Professor Robert B.H. Hauswald

Project Design and Appraisal


Kogod School of Business, AU

Case Study
The Ras Laffan Liquefied Natural Gas Company Limited

This case is meant to illustrate the increasingly important role that capital markets have started
to play in large infrastructure finance projects. Not only was a major part of the project financed
by one of the largest bond issues emanating from the Middle East, it also highlights how the
financial structure can be used to better distribute risks, control rights and returns between the
parties involved. The Ras Gas global bond offering constituted a milestone in the annals of project
financing that demonstrated how capital markets help to achieve lower funding costs through the
design of an optimal capital structure.
In preparation for the case discussion you should carefully read Randolph, G. and A. Schrantz
(1997), The Use of Capital Markets to Fund the Ras Gas Project, Journal of Project Finance
3 (Summer 1997) and answer the following questions related to the article. Please look at all the
points which will facilitate the understanding and subsequent discussion of the case.
1. The setting: corporate structure, natural resource extraction and customer base.
(a) Describe the corporate structure and ownership distribution. What do the equity stakes
reflect? What crucial part of the project is each party contributing?
(b) What is the projects purpose? Describe the required facilities and development costs.
(c) Analyze the customer base and products sold.
2. Analyze the financial structure of the project; in particular, distinguish carefully between the
different sources of debt finance and their role in the overall project funding.
(a) How is the funding split between debt and equity? How much capital does each partner
contribute?
(b) Describe the different debt components. What kind of enhancements (guarantees) were
supplied and for which part of the debt finance?
(c) How are the bank and bond financing structured? Compare the maturity structures of
the two debt finance modes.
3. From loans to bond finance: financial advisory services and market conditions.
(a) What role did the investment bank (Goldman Sachs) play in designing the financial
structure? How did they get involved? What was its major concern early on in the
design of the financial structure?
(b) How did the funding plans evolve over time? Describe the initial plans and the actual
finance. What was the driving factor behind the change in structure?

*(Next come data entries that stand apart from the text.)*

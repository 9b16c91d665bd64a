use std::path::Path;

use anyhow::{Context, Result};
use serde::Deserialize;
use tickwork_engine::ProcessorConfig;

/// Runner settings: how often to tick and what the demo workload does.
#[derive(Debug, Clone, PartialEq, Eq, Deserialize)]
#[serde(default, deny_unknown_fields)]
pub struct RunnerConfig {
    /// Milliseconds between `Processor::update` calls.
    pub tick_interval_ms: u64,
    /// Period of the demo heartbeat incident.
    pub heartbeat_ms: i64,
    /// Stop after this long. Zero runs until interrupted.
    pub run_for_ms: u64,
    pub processor: ProcessorConfig,
}

impl Default for RunnerConfig {
    fn default() -> Self {
        Self {
            tick_interval_ms: 16,
            heartbeat_ms: 1000,
            run_for_ms: 0,
            processor: ProcessorConfig::default(),
        }
    }
}

impl RunnerConfig {
    /// Load from `path` when given, then apply `TICKWORK_*` env overrides.
    pub fn load(path: Option<&Path>) -> Result<Self> {
        dotenvy::dotenv().ok();
        let mut config = match path {
            Some(path) => {
                let content = std::fs::read_to_string(path)
                    .with_context(|| format!("Failed to read config file: {}", path.display()))?;
                toml::from_str(&content)
                    .with_context(|| format!("Failed to parse config file: {}", path.display()))?
            }
            None => Self::default(),
        };
        config.apply_env(|key| std::env::var(key).ok())?;
        Ok(config)
    }

    pub fn apply_env<F>(&mut self, var: F) -> Result<()>
    where
        F: Fn(&str) -> Option<String>,
    {
        if let Some(value) = var("TICKWORK_TICK_INTERVAL_MS") {
            self.tick_interval_ms = parse_var("TICKWORK_TICK_INTERVAL_MS", &value)?;
        }
        if let Some(value) = var("TICKWORK_HEARTBEAT_MS") {
            self.heartbeat_ms = parse_var("TICKWORK_HEARTBEAT_MS", &value)?;
        }
        if let Some(value) = var("TICKWORK_RUN_FOR_MS") {
            self.run_for_ms = parse_var("TICKWORK_RUN_FOR_MS", &value)?;
        }
        self.processor.apply_env(var)
    }

    pub fn log(&self) {
        tracing::info!("Runner config:");
        tracing::info!("  tick_interval_ms: {}", self.tick_interval_ms);
        tracing::info!("  heartbeat_ms: {}", self.heartbeat_ms);
        tracing::info!("  run_for_ms: {}", self.run_for_ms);
        self.processor.log();
    }
}

fn parse_var<T>(key: &str, value: &str) -> Result<T>
where
    T: std::str::FromStr,
    T::Err: std::error::Error + Send + Sync + 'static,
{
    value
        .trim()
        .parse()
        .with_context(|| format!("{key} is not a valid number: {value}"))
}

#[cfg(test)]
mod tests {
    use super::*;
    use tickwork_engine::ClockKind;

    #[test]
    fn nested_processor_table_is_read() {
        let config: RunnerConfig = toml::from_str(
            r#"
            tick_interval_ms = 5
            run_for_ms = 2000

            [processor]
            clock = "utc"
            "#,
        )
        .unwrap();
        assert_eq!(config.tick_interval_ms, 5);
        assert_eq!(config.heartbeat_ms, 1000);
        assert_eq!(config.run_for_ms, 2000);
        assert_eq!(config.processor.clock, ClockKind::Utc);
        assert_eq!(config.processor.max_time_processing_ms, 10);
    }

    #[test]
    fn env_reaches_both_layers() {
        let mut config = RunnerConfig::default();
        config
            .apply_env(|key| match key {
                "TICKWORK_HEARTBEAT_MS" => Some("250".into()),
                "TICKWORK_MAX_TIME_PROCESSING_MS" => Some("3".into()),
                _ => None,
            })
            .unwrap();
        assert_eq!(config.heartbeat_ms, 250);
        assert_eq!(config.processor.max_time_processing_ms, 3);
    }

    #[test]
    fn negative_tick_interval_is_rejected() {
        let mut config = RunnerConfig::default();
        let err = config
            .apply_env(|key| (key == "TICKWORK_TICK_INTERVAL_MS").then(|| "-1".into()))
            .unwrap_err();
        assert!(err.to_string().contains("TICKWORK_TICK_INTERVAL_MS"));
    }
}
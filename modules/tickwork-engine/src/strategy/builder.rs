//! Fluent construction of strategy chains.

use std::rc::Rc;

use super::{Candidate, ErrorMatcher, Step, StrategyId, StrategyNode, INCIDENT_CODE_ID};
use crate::incident::{Incident, IncidentCode};
use crate::processor::Processor;
use crate::responder::{Outcome, Responder};

impl Processor {
    /// Create a node on its own, not linked to anything.
    pub fn strategy(&mut self, identifier: impl Into<String>, procedure: Option<Responder>) -> StrategyId {
        self.strategies
            .push(StrategyNode::new(identifier, procedure, Step::Immediate))
    }

    /// Start a new chain whose first node runs `procedure`.
    pub fn chain(&mut self, identifier: impl Into<String>, procedure: Responder) -> ChainBuilder<'_> {
        let root = self.strategy(identifier, Some(procedure));
        ChainBuilder {
            processor: self,
            root,
            cursor: root,
        }
    }

    /// Keep appending to the chain that contains `id`.
    pub fn extend(&mut self, id: StrategyId) -> ChainBuilder<'_> {
        let root = self.strategies.root(id);
        let cursor = self.strategies.last(id);
        ChainBuilder {
            processor: self,
            root,
            cursor,
        }
    }

    /// A node that fires `code` with the incident it is invoked with.
    pub fn strategy_for_incident(&mut self, code: IncidentCode) -> StrategyId {
        let fire: Responder = Rc::new(move |p: &mut Processor, incident: &Incident| {
            p.notify(code, incident)?;
            Ok(Outcome::Success)
        });
        self.strategy(INCIDENT_CODE_ID, Some(fire))
    }
}

/// Fluent construction of a strategy chain.
///
/// Each `then_*` call appends a node at the end of the chain and moves the
/// cursor onto it; [`ChainBuilder::with_merit`] and
/// [`ChainBuilder::only_on_positive_merit`] tune the node under the cursor.
pub struct ChainBuilder<'p> {
    processor: &'p mut Processor,
    root: StrategyId,
    cursor: StrategyId,
}

impl<'p> ChainBuilder<'p> {
    fn append(mut self, node: StrategyNode) -> Self {
        let strategies = &mut self.processor.strategies;
        let tail = strategies.last(self.cursor);
        let id = strategies.push(node);
        strategies.link(tail, id);
        self.cursor = id;
        self
    }

    pub fn then_immediately(self, identifier: impl Into<String>, procedure: Responder) -> Self {
        self.append(StrategyNode::new(identifier, Some(procedure), Step::Immediate))
    }

    /// Like [`ChainBuilder::then_immediately`], but the node runs on the tick
    /// after the previous one finishes.
    pub fn and_then(self, identifier: impl Into<String>, procedure: Responder) -> Self {
        let mut node = StrategyNode::new(identifier, Some(procedure), Step::Immediate);
        node.wait_for_update = true;
        self.append(node)
    }

    /// Wait for `count` fires of `code`, running `procedure` on each. The
    /// chain continues after the last one succeeds.
    pub fn then_on_incident(self, code: IncidentCode, procedure: Option<Responder>, count: i32) -> Self {
        let identifier = format!("(defer){}", self.code_name(code));
        self.append(StrategyNode::new(identifier, procedure, Step::OnIncident { code, count }))
    }

    /// Run `procedure` on every fire of `code` while it returns
    /// [`Outcome::Halt`]; continue once it returns anything else.
    pub fn then_while_incident(self, code: IncidentCode, procedure: Responder) -> Self {
        let identifier = format!("(while){}", self.code_name(code));
        self.append(StrategyNode::new(identifier, Some(procedure), Step::WhileIncident { code }))
    }

    pub fn then_delay(self, identifier: &str, ms: i64, procedure: Option<Responder>) -> Self {
        let identifier = format!("(wait){identifier}");
        self.append(StrategyNode::new(identifier, procedure, Step::Delay { ms }))
    }

    /// Run whichever candidate chain has the greatest merit, then carry on
    /// with the rest of this chain. Candidates are taken by their roots.
    pub fn then_decide_best_choice(self, identifier: &str, candidates: &[StrategyId]) -> Self {
        let candidates = self.candidates(candidates);
        let identifier = format!("(auto decide){identifier}");
        self.append(StrategyNode::new(identifier, None, Step::DecideBest { candidates }))
    }

    /// Run the first candidate chain with positive merit.
    pub fn then_decide_first_choice(self, identifier: &str, candidates: &[StrategyId]) -> Self {
        let candidates = self.candidates(candidates);
        let identifier = format!("(first decide){identifier}");
        self.append(StrategyNode::new(identifier, None, Step::DecideFirst { candidates }))
    }

    /// Race `options`: whichever incident arrives first with a successful
    /// responder wins, and the others are dropped.
    pub fn then_do_first_incident(self, identifier: &str, options: Vec<(IncidentCode, Responder)>) -> Self {
        let identifier = format!("(incident decide){identifier}");
        self.append(StrategyNode::new(identifier, None, Step::FirstIncident { options }))
    }

    /// Handle errors of type `E` raised earlier in the chain.
    pub fn catch<E>(self, procedure: Responder) -> Self
    where
        E: std::error::Error + Send + Sync + 'static,
    {
        self.catch_matching(ErrorMatcher::of::<E>(), procedure)
    }

    pub fn catch_any(self, procedure: Responder) -> Self {
        self.catch_matching(ErrorMatcher::any(), procedure)
    }

    pub fn catch_matching(self, matcher: ErrorMatcher, procedure: Responder) -> Self {
        let identifier = format!("catch {}", matcher.type_name());
        self.append(StrategyNode::new(identifier, Some(procedure), Step::Catch(matcher)))
    }

    /// Runs in normal flow and after any error raised before it.
    pub fn finally(self, procedure: Responder) -> Self {
        self.append(StrategyNode::new("finally", Some(procedure), Step::Finally))
    }

    pub fn with_merit<F>(self, heuristic: F) -> Self
    where
        F: Fn() -> f32 + 'static,
    {
        self.processor.set_merit_heuristic(self.cursor, Rc::new(heuristic));
        self
    }

    /// Skip the node under the cursor unless its merit is positive.
    pub fn only_on_positive_merit(self) -> Self {
        self.processor
            .set_only_execute_on_positive_merit(self.cursor, true);
        self
    }

    pub fn cursor(&self) -> StrategyId {
        self.cursor
    }

    pub fn root(&self) -> StrategyId {
        self.root
    }

    /// Finish building and return the chain's root.
    pub fn build(self) -> StrategyId {
        self.root
    }

    fn code_name(&self, code: IncidentCode) -> String {
        self.processor
            .registry
            .name_of(code)
            .map(str::to_string)
            .unwrap_or_else(|| code.to_string())
    }

    fn candidates(&self, ids: &[StrategyId]) -> Vec<Candidate> {
        let strategies = &self.processor.strategies;
        ids.iter()
            .map(|&id| Candidate {
                root: strategies.root(id),
                tail: strategies.last(id),
            })
            .collect()
    }
}
//! Running strategy chains on a processor.

use std::cell::{Cell, RefCell};
use std::rc::Rc;

use anyhow::Result;
use serde_json::json;
use tracing::{debug, error};

use super::{Candidate, MeritHeuristic, Step, StrategyId, StrategyNode, EXCEPTION_ID};
use crate::executor::Payload;
use crate::incident::{Incident, IncidentCode};
use crate::processor::Processor;
use crate::responder::{Outcome, Responder, ResponderHandle, ResponderKey};
use crate::schedule::ScheduleTarget;

impl Processor {
    /// Run `id`, then keep going down the chain while steps succeed.
    pub fn invoke_chain(&mut self, id: StrategyId, incident: &Incident) -> Outcome {
        let result = self.invoke(id, incident);
        if result != Outcome::Success || self.strategies.get(id).next.is_none() {
            return result;
        }
        self.continue_chain(id, incident)
    }

    /// Move on to the node after `id` without running `id` itself. A next
    /// node that waits for an update is scheduled for the following tick.
    pub fn continue_chain(&mut self, id: StrategyId, incident: &Incident) -> Outcome {
        let Some(next) = self.strategies.get(id).next else {
            return Outcome::Success;
        };
        if !self.strategies.get(next).wait_for_update {
            return self.invoke_chain(next, incident);
        }
        let resumed = incident.retimed(self.now());
        self.add_to_schedule(resumed, Payload::Strategy(next));
        Outcome::Success
    }

    /// Run `id` alone, without continuing.
    ///
    /// Catch nodes never run here, and merit-gated nodes with no positive
    /// merit are skipped; both report success so the chain moves on.
    /// Waiting nodes register their wait and report [`Outcome::Halt`].
    pub fn invoke(&mut self, id: StrategyId, incident: &Incident) -> Outcome {
        let node = self.strategies.get(id);
        if node.is_exception_handler() || !node.allowed_on_merit() {
            return Outcome::Success;
        }
        match node.step.clone() {
            Step::Immediate | Step::Finally | Step::Catch(_) => self.invoke_internal(id, incident),
            step => match self.suspend(id, step, incident) {
                Ok(outcome) => outcome,
                Err(err) => self.fail(id, err, incident),
            },
        }
    }

    /// Second half of a delayed node: run its procedure, then continue.
    pub(crate) fn resume(&mut self, id: StrategyId, incident: &Incident) -> Outcome {
        let result = self.run_deferred(id, incident);
        if result != Outcome::Success || self.strategies.get(id).next.is_none() {
            return result;
        }
        self.continue_chain(id, incident)
    }

    /// The procedure of a waiting node, run when its event arrives.
    fn run_deferred(&mut self, id: StrategyId, incident: &Incident) -> Outcome {
        if !self.strategies.get(id).allowed_on_merit() {
            return Outcome::Success;
        }
        self.invoke_internal(id, incident)
    }

    fn invoke_internal(&mut self, id: StrategyId, incident: &Incident) -> Outcome {
        let Some(procedure) = self.strategies.get(id).procedure.clone() else {
            return Outcome::Success;
        };
        match procedure(self, incident) {
            Ok(outcome) => outcome,
            Err(err) => self.fail(id, err, incident),
        }
    }

    fn fail(&mut self, id: StrategyId, err: anyhow::Error, incident: &Incident) -> Outcome {
        error!(
            strategy = self.strategies.get(id).identifier.as_str(),
            error = %format!("{err:#}"),
            "Strategy step failed"
        );
        self.handle_exception(id, err, incident);
        Outcome::Halt
    }

    /// Route an error raised at `id` to the chain's handlers.
    ///
    /// The incident handed to the handlers carries the matching catch node's
    /// declared type name as its identifier, or [`EXCEPTION_ID`] when no catch
    /// node matched. A [`catch_any`](super::ChainBuilder::catch_any) node
    /// reports `"Error"`: the concrete type behind an [`anyhow::Error`] is not
    /// recoverable there, and only the incident detail holds its text.
    ///
    /// A finally node that comes before the matching catch node runs first,
    /// then the catch node, then the next finally node after the catch node
    /// (or after `id` when nothing matched).
    pub fn handle_exception(&mut self, id: StrategyId, err: anyhow::Error, incident: &Incident) {
        let handler = self.strategies.next_exception_handler(id, &err);
        let type_name = handler
            .and_then(|h| self.strategies.get(h).error_matcher().map(|m| m.type_name()))
            .unwrap_or(EXCEPTION_ID);
        let node = self.strategies.get(id);
        let source = match incident.identifier() {
            Some(name) => format!("{}: {name}", node.identifier),
            None => node.identifier.clone(),
        };
        let exception = Incident::new(self.now())
            .with_identifier(type_name)
            .with_source(json!(source))
            .with_detail(json!(format!("{err:#}")));

        if let Some(finally) = self.strategies.next_finally_handler(id) {
            if self.strategies.has_future(finally, handler) {
                self.invoke_internal(finally, &exception);
            }
        }
        if let Some(handler) = handler {
            self.invoke_internal(handler, &exception);
        }
        let from = handler.unwrap_or(id);
        if let Some(finally) = self.strategies.next_finally_handler(from) {
            self.invoke_internal(finally, &exception);
        }
    }

    fn suspend(&mut self, id: StrategyId, step: Step, incident: &Incident) -> Result<Outcome> {
        match step {
            Step::OnIncident { code, count } => {
                self.prune_aliases(id);
                let handle =
                    self.on_incident(code, deferred(id), count, Some(continuation(id)))?;
                self.aliases.alias(ResponderKey::Strategy(id), code, handle);
                Ok(Outcome::Halt)
            }
            Step::WhileIncident { code } => {
                self.prune_aliases(id);
                let handle = self.while_incident(code, deferred(id), continuation(id))?;
                self.aliases.alias(ResponderKey::Strategy(id), code, handle);
                Ok(Outcome::Halt)
            }
            Step::Delay { ms } => {
                self.delay(ms, Payload::Resume(id));
                Ok(Outcome::Halt)
            }
            Step::DecideBest { candidates } => {
                let choice = self.strategies.pick_best(&Candidate::roots(&candidates));
                Ok(self.splice_and_run(id, &candidates, choice, incident))
            }
            Step::DecideFirst { candidates } => {
                let choice = self.strategies.pick_first_positive(&Candidate::roots(&candidates));
                Ok(self.splice_and_run(id, &candidates, choice, incident))
            }
            Step::FirstIncident { options } => {
                self.prune_aliases(id);
                self.race(id, options)?;
                Ok(Outcome::Halt)
            }
            Step::Immediate | Step::Finally | Step::Catch(_) => Ok(self.invoke_internal(id, incident)),
        }
    }

    /// Attach the chosen candidate's tail to whatever followed `id` and run it.
    fn splice_and_run(
        &mut self,
        id: StrategyId,
        candidates: &[Candidate],
        choice: Option<StrategyId>,
        incident: &Incident,
    ) -> Outcome {
        let Some(candidate) = choice.and_then(|root| candidates.iter().find(|c| c.root == root)) else {
            debug!(strategy = self.strategies.get(id).identifier.as_str(), "No candidate with positive merit");
            return Outcome::Failure;
        };
        let (choice, tail) = (candidate.root, candidate.tail);
        let continuation = self.strategies.get(id).next;
        self.strategies.get_mut(tail).next = continuation;
        debug!(
            strategy = self.strategies.get(id).identifier.as_str(),
            choice = self.strategies.get(choice).identifier.as_str(),
            "Decided"
        );
        self.invoke_chain(choice, incident);
        Outcome::Halt
    }

    /// Register every option once; the first that succeeds removes the rest
    /// and continues the chain.
    fn race(&mut self, id: StrategyId, options: Vec<(IncidentCode, Responder)>) -> Result<()> {
        let finished = Rc::new(Cell::new(false));
        let registered: Rc<RefCell<Vec<(IncidentCode, ResponderHandle)>>> = Rc::default();
        let done: Responder = {
            let registered = registered.clone();
            Rc::new(move |p: &mut Processor, incident: &Incident| {
                if finished.replace(true) {
                    return Ok(Outcome::Halt);
                }
                let competitors = registered.borrow().clone();
                for (code, handle) in competitors {
                    p.remove_incident(code, handle);
                }
                Ok(p.continue_chain(id, incident))
            })
        };
        for (code, option) in options {
            let handle = self.on_incident(code, option, 1, Some(done.clone()))?;
            registered.borrow_mut().push((code, handle));
            self.aliases.alias(ResponderKey::Strategy(id), code, handle);
        }
        Ok(())
    }

    /// Forget aliases of `id` whose registrations already removed themselves.
    fn prune_aliases(&mut self, id: StrategyId) {
        let key = ResponderKey::Strategy(id);
        let live: Vec<_> = self
            .aliases
            .take_all(key)
            .into_iter()
            .filter(|(code, handle)| self.registry.position(*code, *handle).is_some())
            .collect();
        for (code, handle) in live {
            self.aliases.alias(key, code, handle);
        }
    }

    /// Drop pending registrations and scheduled runs made for `id`.
    /// Returns how many were removed.
    pub fn clear_events(&mut self, id: StrategyId) -> usize {
        let mut cleared = 0;
        for (code, handle) in self.aliases.take_all(ResponderKey::Strategy(id)) {
            if self.registry.remove(code, handle) {
                cleared += 1;
            }
        }
        let target = ScheduleTarget::Strategy(id);
        while self.clock.remove(&target).is_some() {
            cleared += 1;
        }
        cleared
    }

    /// [`Processor::clear_events`] for `id` and every node after it.
    pub fn clear_all_events(&mut self, id: StrategyId) -> usize {
        self.strategies
            .list(id)
            .into_iter()
            .map(|node| self.clear_events(node))
            .sum()
    }

    // -----------------------------------------------------------------------
    // Inspection and tuning
    // -----------------------------------------------------------------------

    pub fn strategy_node(&self, id: StrategyId) -> &StrategyNode {
        self.strategies.get(id)
    }

    pub fn strategy_root(&self, id: StrategyId) -> StrategyId {
        self.strategies.root(id)
    }

    pub fn strategy_last(&self, id: StrategyId) -> StrategyId {
        self.strategies.last(id)
    }

    pub fn list_strategies(&self, id: StrategyId) -> Vec<StrategyId> {
        self.strategies.list(id)
    }

    pub fn next_finally_handler(&self, id: StrategyId) -> Option<StrategyId> {
        self.strategies.next_finally_handler(id)
    }

    pub fn next_exception_handler(&self, id: StrategyId, err: &anyhow::Error) -> Option<StrategyId> {
        self.strategies.next_exception_handler(id, err)
    }

    pub fn has_future_strategy(&self, id: StrategyId, target: StrategyId) -> bool {
        self.strategies.has_future(id, Some(target))
    }

    pub fn set_merit_heuristic(&mut self, id: StrategyId, heuristic: MeritHeuristic) {
        self.strategies.get_mut(id).merit_heuristic = Some(heuristic);
    }

    pub fn set_only_execute_on_positive_merit(&mut self, id: StrategyId, only: bool) {
        self.strategies.get_mut(id).only_execute_on_positive_merit = only;
    }
}

fn deferred(id: StrategyId) -> Responder {
    Rc::new(move |p: &mut Processor, incident: &Incident| Ok(p.run_deferred(id, incident)))
}

fn continuation(id: StrategyId) -> Responder {
    Rc::new(move |p: &mut Processor, incident: &Incident| Ok(p.continue_chain(id, incident)))
}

(c) Why do you think did the Ras Gas project decide to tap international capital markets
rather than go with conventional syndicated loan finance?
(d) How does the Qatar rating compare to other sovereign borrowers and what is its importance for the gas project? What was the projects credit rating objective and outcome?
4. Financial objectives and structure: designing an optimal capital structure.
(a) Describe the five funding objectives of Ras Gas. What are the benefits of contractorarranged financing for the project?
(b) Analyze the bidding process. What is the advantage of soliciting joint construction and
financing bids? What was the outcome?
(c) What role did LNG play in the funding process? How was it used to assuage lender
concerns?
(d) List the three reasons to include debt securities in the financial structure. Are there any
other advantages to capital markets debt?
5. Arranging the bond offering: underwriters, marketing and outcome.
(a) How do you think did Ras Gas pick the lead underwriters? Why?
(b) Analyze the bond marketing strategy. What was the targeted investor base? How was
the maturity structure designed? Describe the main marketing themes.
(c) What was the outcome of the bond offering? Who bought the issues? How were they
priced and what did it Ras Gas help to achieve?
6. Legal structure and distribution of lender control.
(a) List the parties competing for lender control. How was any group of lenders prevented
from exercising too much control?
(b) What are the costs and benefits of limiting any given lenders ability to influence the
project? When does it matter and why?